== Data for this task
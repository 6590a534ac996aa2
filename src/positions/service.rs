use crate::container::Container;
use crate::media_type::MediaType;
use crate::positions::{Layout, Link, Locations, Locator, PositionsSettings, ReflowableStrategy};
use crate::resource::Resource;
use std::fmt::{Debug, Formatter};
use std::sync::Arc;
use tokio::sync::OnceCell;

/// Computes the positions of an EPUB publication from its reading order and container.
///
/// The effective layout of each resource is its own `layout` property, else the
/// publication layout, else [`Layout::Reflowable`].
/// Positions are computed once on first access and memoized.
///
/// Lengths which cannot be retrieved from the container count as zero,
/// so an unreadable resource still has exactly one position rather than failing
/// the whole computation.
///
/// # Examples
/// ```no_run
/// # use lectern::container::ZipContainer;
/// # use lectern::positions::{EpubPositionsService, Layout, Link, PositionsSettings};
/// # use std::sync::Arc;
/// # #[tokio::main(flavor = "current_thread")]
/// # async fn main() -> Result<(), Box<dyn std::error::Error>> {
/// let container = ZipContainer::open("book.epub").await?;
/// let reading_order = [Link::new("OEBPS/c1.xhtml"), Link::new("OEBPS/c2.xhtml")];
/// let service = EpubPositionsService::new(
///     reading_order,
///     Some(Layout::Reflowable),
///     Arc::new(container),
///     PositionsSettings::default(),
/// );
///
/// for locator in service.positions().await {
///     println!("{}: {:?}", locator.href, locator.locations.position);
/// }
/// # Ok(())
/// # }
/// ```
pub struct EpubPositionsService {
    reading_order: Vec<Link>,
    layout: Option<Layout>,
    container: Arc<dyn Container>,
    settings: PositionsSettings,
    positions: OnceCell<Vec<Vec<Locator>>>,
}

impl EpubPositionsService {
    /// Creates a service for the given `reading_order`, with `layout`
    /// being the layout declared for the whole publication, if any.
    pub fn new(
        reading_order: impl IntoIterator<Item = Link>,
        layout: Option<Layout>,
        container: Arc<dyn Container>,
        settings: impl Into<PositionsSettings>,
    ) -> Self {
        Self {
            reading_order: reading_order.into_iter().collect(),
            layout,
            container,
            settings: settings.into(),
            positions: OnceCell::new(),
        }
    }

    /// The reading order the positions are computed from.
    pub fn reading_order(&self) -> &[Link] {
        &self.reading_order
    }

    /// The positions grouped per reading order item, in reading order.
    pub async fn positions_by_reading_order(&self) -> &[Vec<Locator>] {
        self.positions
            .get_or_init(|| async {
                let items = self.gather().await;
                let positions = compute(&items, &self.settings);
                tracing::debug!(
                    items = items.len(),
                    positions = positions.iter().map(Vec::len).sum::<usize>(),
                    "computed epub positions"
                );
                positions
            })
            .await
    }

    /// All positions of the publication, in reading order.
    pub async fn positions(&self) -> Vec<Locator> {
        self.positions_by_reading_order()
            .await
            .iter()
            .flatten()
            .cloned()
            .collect()
    }

    /// Resolves the layout and length of every reading order item.
    async fn gather(&self) -> Vec<ReadingOrderItem> {
        let mut items = Vec::with_capacity(self.reading_order.len());

        for link in &self.reading_order {
            let layout = link.layout().or(self.layout).unwrap_or(Layout::Reflowable);
            let length = match layout {
                // Fixed-layout resources have a single position whatever their length
                Layout::Fixed => 0,
                Layout::Reflowable => self.reflowable_length(link).await,
            };

            items.push(ReadingOrderItem {
                href: link.href().to_owned(),
                media_type: link.media_type().cloned(),
                title: link.title().map(str::to_owned),
                layout,
                length,
            });
        }
        items
    }

    async fn reflowable_length(&self, link: &Link) -> u64 {
        let strategy = self.settings.reflowable_strategy;
        if let ReflowableStrategy::OriginalLength { .. } = strategy
            && let Some(length) = link.original_length()
        {
            return length;
        }

        let mut entry = self.container.get(&link.container_path());
        let archive_length = match strategy {
            ReflowableStrategy::ArchiveEntryLength { .. } => entry
                .properties()
                .await
                .ok()
                .and_then(|properties| properties.archive())
                .map(|archive| archive.entry_length),
            ReflowableStrategy::OriginalLength { .. } => None,
        };
        let length = match archive_length {
            Some(length) => length,
            None => entry.length().await.unwrap_or_else(|error| {
                tracing::warn!(href = link.href(), %error, "unable to retrieve resource length");
                0
            }),
        };

        entry.close().await;
        length
    }
}

impl Debug for EpubPositionsService {
    fn fmt(&self, f: &mut Formatter<'_>) -> std::fmt::Result {
        f.debug_struct("EpubPositionsService")
            .field("reading_order", &self.reading_order)
            .field("layout", &self.layout)
            .field("settings", &self.settings)
            .field("positions", &self.positions.get().map(Vec::len))
            .finish_non_exhaustive()
    }
}

/// A reading order item with its effective layout and length resolved.
#[derive(Clone, Debug)]
pub(crate) struct ReadingOrderItem {
    pub(crate) href: String,
    pub(crate) media_type: Option<MediaType>,
    pub(crate) title: Option<String>,
    pub(crate) layout: Layout,
    /// The length used to split a reflowable resource, in bytes.
    pub(crate) length: u64,
}

/// Splits every item into positions, numbered sequentially from 1.
pub(crate) fn compute(
    items: &[ReadingOrderItem],
    settings: &PositionsSettings,
) -> Vec<Vec<Locator>> {
    let mut last_position = 0;
    let mut positions = items
        .iter()
        .map(|item| {
            let count = match item.layout {
                Layout::Fixed => 1,
                Layout::Reflowable => settings
                    .reflowable_strategy
                    .position_count(item.length)
                    .unwrap_or_else(|| {
                        tracing::warn!(
                            href = %item.href,
                            length = item.length,
                            "resource length exceeds the position limit; using a single position"
                        );
                        1
                    }),
            };
            let media_type = item
                .media_type
                .clone()
                .unwrap_or_else(|| settings.fallback_media_type.clone());

            let locators = (0..count)
                .map(|index| Locator {
                    href: item.href.clone(),
                    media_type: media_type.clone(),
                    title: item.title.clone(),
                    locations: Locations {
                        progression: Some(index as f64 / count as f64),
                        position: Some(last_position + index + 1),
                        ..Locations::default()
                    },
                })
                .collect::<Vec<_>>();

            last_position += count;
            locators
        })
        .collect::<Vec<_>>();

    let total = last_position as f64;
    for locator in positions.iter_mut().flatten() {
        if let Some(position) = locator.locations.position {
            locator.locations.total_progression = Some((position - 1) as f64 / total);
        }
    }
    positions
}
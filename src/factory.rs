//! Factories opening a [`Resource`] or [`Container`] from a URL.
//!
//! Each kind of factory has a composite, trying a primary factory first and a
//! fallback factory when the primary fails:
//! - [`CompositeResourceFactory`]
//! - [`CompositeContainerFactory`]
//! - [`CompositeArchiveFactory`]
//!
//! # Examples
//! - Opening a publication which is either an unpacked directory or a ZIP archive:
//! ```no_run
//! # use lectern::container::Container;
//! # use lectern::factory::{
//! #     ArchiveContainerFactory, CompositeContainerFactory, ContainerFactory,
//! #     DirectoryContainerFactory,
//! # };
//! # #[tokio::main(flavor = "current_thread")]
//! # async fn main() -> Result<(), Box<dyn std::error::Error>> {
//! let factory = CompositeContainerFactory::new(
//!     DirectoryContainerFactory,
//!     ArchiveContainerFactory::default(),
//! );
//! let container = factory.create("file:///books/moby-dick.epub").await?;
//! let entries = container.entries().await;
//! # Ok(())
//! # }
//! ```

mod archive;
pub(crate) mod errors;
mod file;

pub use self::{
    archive::{ArchiveContainerFactory, ZipArchiveFactory},
    errors::{FactoryError, FactoryResult},
    file::{DirectoryContainerFactory, FileResourceFactory},
};

use crate::container::Container;
use crate::resource::Resource;
use async_trait::async_trait;

/// Creates a [`Resource`] from a URL.
#[async_trait]
pub trait ResourceFactory: Send + Sync {
    /// Creates the resource at `url`.
    ///
    /// Unsupported URL schemes fail with [`FactoryError::SchemeNotSupported`].
    async fn create(&self, url: &str) -> FactoryResult<Box<dyn Resource>>;
}

/// Creates a [`Container`] from a URL.
#[async_trait]
pub trait ContainerFactory: Send + Sync {
    /// Creates the container at `url`.
    async fn create(&self, url: &str) -> FactoryResult<Box<dyn Container>>;
}

/// Opens a [`Resource`] holding an archive as a [`Container`] of its entries.
#[async_trait]
pub trait ArchiveFactory: Send + Sync {
    /// Opens `resource` as an archive, unlocked with `password` when given.
    ///
    /// Resources which are not archives of a supported format fail with
    /// [`FactoryError::FormatNotSupported`].
    async fn create(
        &self,
        resource: &mut dyn Resource,
        password: Option<&str>,
    ) -> FactoryResult<Box<dyn Container>>;
}

/// Tries a primary [`ResourceFactory`], falling back to another on any failure.
pub struct CompositeResourceFactory {
    primary: Box<dyn ResourceFactory>,
    fallback: Box<dyn ResourceFactory>,
}

impl CompositeResourceFactory {
    /// Creates a factory trying `primary` and then `fallback`.
    pub fn new(
        primary: impl ResourceFactory + 'static,
        fallback: impl ResourceFactory + 'static,
    ) -> Self {
        Self {
            primary: Box::new(primary),
            fallback: Box::new(fallback),
        }
    }
}

#[async_trait]
impl ResourceFactory for CompositeResourceFactory {
    async fn create(&self, url: &str) -> FactoryResult<Box<dyn Resource>> {
        match self.primary.create(url).await {
            Ok(resource) => Ok(resource),
            Err(error) => {
                tracing::debug!(%error, url, "primary resource factory failed; trying fallback");
                self.fallback.create(url).await
            }
        }
    }
}

/// Tries a primary [`ContainerFactory`], falling back to another on any failure.
pub struct CompositeContainerFactory {
    primary: Box<dyn ContainerFactory>,
    fallback: Box<dyn ContainerFactory>,
}

impl CompositeContainerFactory {
    /// Creates a factory trying `primary` and then `fallback`.
    pub fn new(
        primary: impl ContainerFactory + 'static,
        fallback: impl ContainerFactory + 'static,
    ) -> Self {
        Self {
            primary: Box::new(primary),
            fallback: Box::new(fallback),
        }
    }
}

#[async_trait]
impl ContainerFactory for CompositeContainerFactory {
    async fn create(&self, url: &str) -> FactoryResult<Box<dyn Container>> {
        match self.primary.create(url).await {
            Ok(container) => Ok(container),
            Err(error) => {
                tracing::debug!(%error, url, "primary container factory failed; trying fallback");
                self.fallback.create(url).await
            }
        }
    }
}

/// Tries a primary [`ArchiveFactory`], falling back to another on any failure.
pub struct CompositeArchiveFactory {
    primary: Box<dyn ArchiveFactory>,
    fallback: Box<dyn ArchiveFactory>,
}

impl CompositeArchiveFactory {
    /// Creates a factory trying `primary` and then `fallback`.
    pub fn new(
        primary: impl ArchiveFactory + 'static,
        fallback: impl ArchiveFactory + 'static,
    ) -> Self {
        Self {
            primary: Box::new(primary),
            fallback: Box::new(fallback),
        }
    }
}

#[async_trait]
impl ArchiveFactory for CompositeArchiveFactory {
    async fn create(
        &self,
        resource: &mut dyn Resource,
        password: Option<&str>,
    ) -> FactoryResult<Box<dyn Container>> {
        match self.primary.create(resource, password).await {
            Ok(container) => Ok(container),
            Err(error) => {
                tracing::debug!(
                    %error,
                    source = resource.source(),
                    "primary archive factory failed; trying fallback"
                );
                self.fallback.create(resource, password).await
            }
        }
    }
}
====
* **What you will do**
Each line above holding the string "effective" counts once; please report the total and nothing more.

* **Response below**
2